US Midwest storm leaves 12 dead and dozens injured

Aerial video of storm damage

At least 12 people have been killed by a storm system in the US Midwest that brought devastation to parts of Illinois, Missouri and Kansas.

Three people died in Tennessee hours after reports of deaths in Illinois and in Missouri.

More than 100 were hurt and buildings badly damaged across multiple states, with at least 16 tornado sightings.

Start Quote

The theatre next to me kind of exploded - it went everywhere”

End Quote John Moore Witness

Rescue workers are searching for survivors trapped in wrecked homes, including a trailer park near Buffalo.

Kansas Governor Sam Brownback and Missouri Governor Jay Nixon have declared a state of emergency.

It is not clear if the reported tornados were the cause of the deaths in Tennessee.

'Major destruction'

The mayor of Harrisburg, Illinois, Eric Gregg, told CNN: "We've got homes toppled, cars thrown in lakes. You can't imagine how devastating it is until you're there."

"In small communities it's just heart-breaking - we all know each other, we all care very much about each other."

He added that he was optimistic that rescue teams would be able to find survivors.

In Missouri, the towns of Branson, Buffalo, Cassville, Lebanon and Oak Ridge suffered extensive damage.

In downtown Branson, Missouri, a country music hub, debris and scattered road signs littered the streets.

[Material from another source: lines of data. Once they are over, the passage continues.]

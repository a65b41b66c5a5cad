use crate::config::PotentialWeights;
use crate::EngagementMetrics;

/// Integer viral potential in [0, 100], the score stored on
/// `Tweet::viral_potential` in the generation path. Uses the same
/// engagement weights as the normalized formula but a fixed view floor
/// instead of a like-based estimate, and reads generator-style relative
/// timestamps ("10 minutes ago").
pub fn potential_score(
    metrics: &EngagementMetrics,
    timestamp: &str,
    is_verified: bool,
    weights: &PotentialWeights,
) -> u8 {
    let views_safe = metrics.views.max(weights.views_floor);
    let engagement_rate = metrics.weighted_engagement() as f64 / views_safe as f64;

    let verified_bonus = if is_verified {
        weights.verified_bonus
    } else {
        0.0
    };
    let recency = relative_recency(timestamp);

    let score = engagement_rate * weights.rate_scale + verified_bonus + recency * weights.recency_scale;
    (score as i64).clamp(0, 100) as u8
}

/// Recency points in [0, 10] from a relative timestamp. Anything that does
/// not match "<N> minutes ago" / "<N> hours ago" counts as fully recent,
/// which covers "just now" and unparsed formats.
fn relative_recency(timestamp: &str) -> f64 {
    let amount = timestamp
        .split_whitespace()
        .next()
        .and_then(|value| value.parse::<f64>().ok());
    if let Some(amount) = amount {
        if timestamp.contains("minutes ago") {
            return (10.0 - amount / 60.0).max(0.0);
        }
        if timestamp.contains("hours ago") {
            return (10.0 - amount).max(0.0);
        }
    }
    10.0
}
use replyguy::rank::rank_tweets;
use replyguy::validate::{validate_replies, validate_tweets};
use replyguy::{Author, EngagementMetrics, FilterCriteria, Reply, Tweet};

fn author(handle: &str, verified: bool) -> Author {
    Author {
        name: format!("User {}", handle),
        handle: handle.to_string(),
        avatar: format!("https://unavatar.io/x/{}", handle),
        is_verified: verified,
    }
}

fn tweet(id: &str, viral_potential: u8) -> Tweet {
    Tweet {
        id: id.to_string(),
        author: author("someone", false),
        content: "Shipping a new release today".to_string(),
        timestamp: "5 minutes ago".to_string(),
        metrics: EngagementMetrics::default(),
        viral_potential,
    }
}

fn reply(content: &str, estimated_engagement: i64) -> Reply {
    Reply {
        content: content.to_string(),
        strengths: vec!["Concise and direct".to_string()],
        estimated_engagement,
    }
}

fn ids(tweets: &[Tweet]) -> Vec<&str> {
    tweets.iter().map(|tweet| tweet.id.as_str()).collect()
}

#[test]
fn validator_drops_tweet_missing_handle() {
    let mut broken = tweet("t1", 60);
    broken.author.handle = String::new();

    let kept = validate_tweets(vec![broken, tweet("t2", 60)]);
    assert_eq!(ids(&kept), vec!["t2"]);
}

#[test]
fn validator_keeps_three_of_five() {
    let mut no_content = tweet("t2", 60);
    no_content.content = String::new();
    let mut no_name = tweet("t4", 60);
    no_name.author.name = String::new();

    let batch = vec![
        tweet("t1", 60),
        no_content,
        tweet("t3", 60),
        no_name,
        tweet("t5", 60),
    ];
    let kept = validate_tweets(batch);
    assert_eq!(ids(&kept), vec!["t1", "t3", "t5"]);
}

#[test]
fn validator_drops_empty_id() {
    let kept = validate_tweets(vec![tweet("", 60)]);
    assert!(kept.is_empty());
}

#[test]
fn validator_is_idempotent() {
    let mut broken = tweet("bad", 60);
    broken.content = String::new();

    let once = validate_tweets(vec![tweet("a", 10), broken, tweet("b", 20)]);
    let twice = validate_tweets(once.clone());
    assert_eq!(ids(&once), ids(&twice));
}

#[test]
fn reply_validator_enforces_content_and_engagement() {
    let batch = vec![
        reply("Great point, have you tried this?", 70),
        reply("", 70),
        reply("Interesting take", -1),
        reply("Works for zero engagement too", 0),
    ];
    let kept = validate_replies(batch);
    let contents: Vec<&str> = kept.iter().map(|reply| reply.content.as_str()).collect();
    assert_eq!(
        contents,
        vec![
            "Great point, have you tried this?",
            "Works for zero engagement too",
        ]
    );
}

#[test]
fn ranking_filters_threshold_and_sorts_descending() {
    let batch = vec![tweet("low", 40), tweet("top", 90), tweet("mid", 70)];
    let criteria = FilterCriteria::default();

    let ranked = rank_tweets(batch, &criteria, 10);
    assert_eq!(ids(&ranked), vec!["top", "mid"]);
}

#[test]
fn ranking_keeps_original_order_on_ties() {
    let batch = vec![
        tweet("first", 70),
        tweet("second", 70),
        tweet("third", 90),
    ];
    let criteria = FilterCriteria::default();

    let ranked = rank_tweets(batch, &criteria, 10);
    assert_eq!(ids(&ranked), vec!["third", "first", "second"]);
}

#[test]
fn ranking_respects_only_verified() {
    let mut verified = tweet("verified", 60);
    verified.author = author("famous", true);

    let criteria = FilterCriteria {
        only_verified: true,
        ..FilterCriteria::default()
    };
    let ranked = rank_tweets(vec![tweet("plain", 80), verified], &criteria, 10);
    assert_eq!(ids(&ranked), vec!["verified"]);
}

#[test]
fn ranking_topic_filter_matches_case_insensitively() {
    let mut on_topic = tweet("on", 80);
    on_topic.content = "Excited about the new AI model drop".to_string();
    let mut off_topic = tweet("off", 90);
    off_topic.content = "Best sourdough crumb so far".to_string();

    let criteria = FilterCriteria {
        topics: vec!["ai".to_string()],
        ..FilterCriteria::default()
    };
    let ranked = rank_tweets(vec![off_topic, on_topic], &criteria, 10);
    assert_eq!(ids(&ranked), vec!["on"]);
}

#[test]
fn ranking_truncates_to_max_results_and_hard_cap() {
    let batch: Vec<Tweet> = (0..8).map(|n| tweet(&format!("t{}", n), 90)).collect();

    let criteria = FilterCriteria {
        max_results: 3,
        ..FilterCriteria::default()
    };
    assert_eq!(rank_tweets(batch.clone(), &criteria, 10).len(), 3);

    // The configured cap wins when the caller asks for more.
    let criteria = FilterCriteria {
        max_results: 100,
        ..FilterCriteria::default()
    };
    assert_eq!(rank_tweets(batch, &criteria, 5).len(), 5);
}

#[test]
fn ranking_is_idempotent() {
    let batch = vec![tweet("a", 95), tweet("b", 80), tweet("c", 65)];
    let criteria = FilterCriteria::default();

    let once = rank_tweets(batch, &criteria, 10);
    let twice = rank_tweets(once.clone(), &criteria, 10);
    assert_eq!(ids(&once), ids(&twice));
}

#[test]
fn empty_batch_yields_empty_batch() {
    let criteria = FilterCriteria::default();
    assert!(validate_tweets(Vec::new()).is_empty());
    assert!(rank_tweets(Vec::new(), &criteria, 10).is_empty());
}
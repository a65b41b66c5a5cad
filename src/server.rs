use axum::{
    extract::{Path, State},
    http::StatusCode,
    response::IntoResponse,
    routing::{get, post},
    Json, Router,
};
use std::net::SocketAddr;
use tower_http::cors::CorsLayer;
use tracing::{info, warn};

use replyguy::config::AppConfig;
use replyguy::{FilterCriteria, ReplyRequest};

use crate::agent::{ReplyGeneratorAgent, TweetFinderAgent};
use crate::api::{
    ReplyGenerateRequest, ReplyGenerateResponse, TweetSearchRequest, TweetSearchResponse,
};
use crate::llm::LlmClient;

#[derive(Clone)]
struct AppState {
    finder: TweetFinderAgent,
    replies: ReplyGeneratorAgent,
}

pub async fn serve(args: crate::ServeArgs, config: AppConfig) -> Result<(), String> {
    let llm = LlmClient::from_env(None).ok_or_else(|| "OPENAI_API_KEY is not set".to_string())?;
    let state = AppState {
        finder: TweetFinderAgent::new(llm.clone(), config.clone()),
        replies: ReplyGeneratorAgent::new(llm, config),
    };

    let app = Router::new()
        .route("/api/health", get(health))
        .route("/api/tweets/search", post(search_tweets))
        .route("/api/tweets/test", get(test_tweets))
        .route("/api/replies/generate", post(generate_replies))
        .route("/api/replies/test/:tweet_id", get(test_replies))
        .layer(CorsLayer::permissive())
        .with_state(state);

    let addr: SocketAddr = format!("{}:{}", args.host, args.port)
        .parse()
        .map_err(|err| format!("invalid bind address: {}", err))?;
    info!(%addr, "listening");

    axum::serve(
        tokio::net::TcpListener::bind(addr)
            .await
            .map_err(|err| format!("failed to bind server: {}", err))?,
        app,
    )
    .await
    .map_err(|err| format!("server error: {}", err))?;

    Ok(())
}

async fn health() -> impl IntoResponse {
    StatusCode::OK
}

async fn search_tweets(
    State(state): State<AppState>,
    Json(request): Json<TweetSearchRequest>,
) -> Result<Json<TweetSearchResponse>, (StatusCode, String)> {
    let criteria = request
        .into_criteria()
        .map_err(|err| (StatusCode::BAD_REQUEST, err))?;
    let tweets = state.finder.find_tweets(&criteria).await.map_err(|err| {
        warn!(error = %err, "tweet search failed");
        (StatusCode::BAD_GATEWAY, err)
    })?;
    Ok(Json(TweetSearchResponse { tweets }))
}

async fn test_tweets(
    State(state): State<AppState>,
) -> Result<Json<TweetSearchResponse>, (StatusCode, String)> {
    let criteria = FilterCriteria {
        topics: vec!["AI".to_string(), "technology".to_string()],
        exclude_replies: true,
        ..FilterCriteria::default()
    };
    let tweets = state.finder.find_tweets(&criteria).await.map_err(|err| {
        warn!(error = %err, "test tweet search failed");
        (StatusCode::BAD_GATEWAY, err)
    })?;
    Ok(Json(TweetSearchResponse { tweets }))
}

async fn generate_replies(
    State(state): State<AppState>,
    Json(request): Json<ReplyGenerateRequest>,
) -> Result<Json<ReplyGenerateResponse>, (StatusCode, String)> {
    let request = request
        .into_request()
        .map_err(|err| (StatusCode::BAD_REQUEST, err))?;
    let replies = state
        .replies
        .generate_replies(&request)
        .await
        .map_err(|err| {
            warn!(error = %err, "reply generation failed");
            (StatusCode::BAD_GATEWAY, err)
        })?;
    Ok(Json(ReplyGenerateResponse {
        replies,
        tweet_id: request.tweet_id,
    }))
}

async fn test_replies(
    State(state): State<AppState>,
    Path(tweet_id): Path<String>,
) -> Result<Json<ReplyGenerateResponse>, (StatusCode, String)> {
    let request = ReplyRequest {
        tweet_id,
        tweet_content: "This is a test tweet about AI and technology. What do you think about \
                        the future of machine learning?"
            .to_string(),
        tweet_author: "tech_user".to_string(),
        custom_instructions: None,
        num_replies: 3,
    };
    let replies = state
        .replies
        .generate_replies(&request)
        .await
        .map_err(|err| {
            warn!(error = %err, "test reply generation failed");
            (StatusCode::BAD_GATEWAY, err)
        })?;
    Ok(Json(ReplyGenerateResponse {
        replies,
        tweet_id: request.tweet_id,
    }))
}
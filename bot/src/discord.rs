//! Discord follow-up messages
//!
//! After a deferred acknowledgement the bot edits the original interaction
//! response through the interaction webhook. Challenge games also edit and
//! delete the component messages they leave behind.

use async_trait::async_trait;
use serde::Serialize;
use thiserror::Error;

/// Default Discord REST base URL
pub const DEFAULT_API_BASE: &str = "https://discord.com/api/v10";

/// Errors that can occur when editing a message
#[derive(Error, Debug)]
pub enum EditError {
    #[error("request to Discord failed: {0}")]
    Http(#[from] reqwest::Error),

    #[error("Discord returned {status}: {body}")]
    Status { status: u16, body: String },
}

/// Message id that addresses the original interaction response
pub const ORIGINAL_MESSAGE: &str = "@original";

/// Edits and deletes messages through an interaction webhook
#[async_trait]
pub trait MessageEditor: Send + Sync {
    /// Replace the content of a webhook message and clear its components
    async fn edit_message(
        &self,
        application_id: &str,
        interaction_token: &str,
        message_id: &str,
        content: &str,
    ) -> Result<(), EditError>;

    async fn delete_message(
        &self,
        application_id: &str,
        interaction_token: &str,
        message_id: &str,
    ) -> Result<(), EditError>;

    /// Edit the original response of an interaction
    async fn edit_original(
        &self,
        application_id: &str,
        interaction_token: &str,
        content: &str,
    ) -> Result<(), EditError> {
        self.edit_message(application_id, interaction_token, ORIGINAL_MESSAGE, content)
            .await
    }
}

#[derive(Debug, Serialize)]
struct EditPayload<'a> {
    content: &'a str,
    components: &'a [serde_json::Value],
    flags: u64,
}

/// REST client for interaction webhooks
#[derive(Clone)]
pub struct DiscordClient {
    http: reqwest::Client,
    api_base: String,
    bot_token: Option<String>,
}

impl DiscordClient {
    pub fn new(api_base: impl Into<String>, bot_token: Option<String>) -> Self {
        Self {
            http: reqwest::Client::new(),
            api_base: api_base.into().trim_end_matches('/').to_string(),
            bot_token,
        }
    }

    fn message_url(
        &self,
        application_id: &str,
        interaction_token: &str,
        message_id: &str,
    ) -> String {
        format!(
            "{}/webhooks/{}/{}/messages/{}",
            self.api_base, application_id, interaction_token, message_id
        )
    }

    async fn send(&self, request: reqwest::RequestBuilder) -> Result<(), EditError> {
        let mut request = request.header(
            reqwest::header::USER_AGENT,
            concat!("design-bot/", env!("CARGO_PKG_VERSION")),
        );
        if let Some(token) = &self.bot_token {
            request = request.header(reqwest::header::AUTHORIZATION, format!("Bot {}", token));
        }

        let response = request.send().await?;
        let status = response.status();
        if !status.is_success() {
            let body = response.text().await.unwrap_or_default();
            return Err(EditError::Status {
                status: status.as_u16(),
                body,
            });
        }
        Ok(())
    }
}

#[async_trait]
impl MessageEditor for DiscordClient {
    async fn edit_message(
        &self,
        application_id: &str,
        interaction_token: &str,
        message_id: &str,
        content: &str,
    ) -> Result<(), EditError> {
        let url = self.message_url(application_id, interaction_token, message_id);
        let payload = EditPayload {
            content,
            components: &[],
            flags: 0,
        };

        self.send(self.http.patch(&url).json(&payload)).await?;
        tracing::debug!("Edited message {} for application {}", message_id, application_id);
        Ok(())
    }

    async fn delete_message(
        &self,
        application_id: &str,
        interaction_token: &str,
        message_id: &str,
    ) -> Result<(), EditError> {
        let url = self.message_url(application_id, interaction_token, message_id);

        self.send(self.http.delete(&url)).await?;
        tracing::debug!("Deleted message {} for application {}", message_id, application_id);
        Ok(())
    }
}

#[cfg(test)]
mod tests {
    use super::*;

    #[test]
    fn test_message_url() {
        let client = DiscordClient::new("https://discord.com/api/v10/", None);
        assert_eq!(
            client.message_url("123", "tok", ORIGINAL_MESSAGE),
            "https://discord.com/api/v10/webhooks/123/tok/messages/@original"
        );
        assert_eq!(
            client.message_url("123", "tok", "987"),
            "https://discord.com/api/v10/webhooks/123/tok/messages/987"
        );
    }

    #[test]
    fn test_edit_payload_clears_components() {
        let payload = EditPayload {
            content: "done",
            components: &[],
            flags: 0,
        };
        assert_eq!(
            serde_json::to_value(&payload).unwrap(),
            serde_json::json!({"content": "done", "components": [], "flags": 0})
        );
    }
}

One witness, John Moore, who owns a diner damaged in the storm, said a twister rampaged down the main street, appearing to "jump side to side".

"The theatre next to me kind of exploded. It went everywhere. The hotels on the two sides of me lost their roofs. Power lines are down. Windows are blown out," he added.

BBC Weather on the severe weather battering parts of US and Canada

"There's major, major destruction. There has to be millions dollars of damage all down the strip."

Branson is about 110 miles (177km) from Joplin, where a deadly tornado in May 2011 killed 161 people.

The tornadoes are said to have been generated by a cold storm moving down from the Rocky mountains that hit a warm front as it moved east, said Corey Mead, lead forecaster at the US Storm Prediction Center, Oklahoma.

Sixteen twisters were sighted in the US states of Nebraska, Kansas, Missouri, Illinois and Kentucky.

Tornado season begins in March, but correspondents say twisters are not unusual earlier in the year.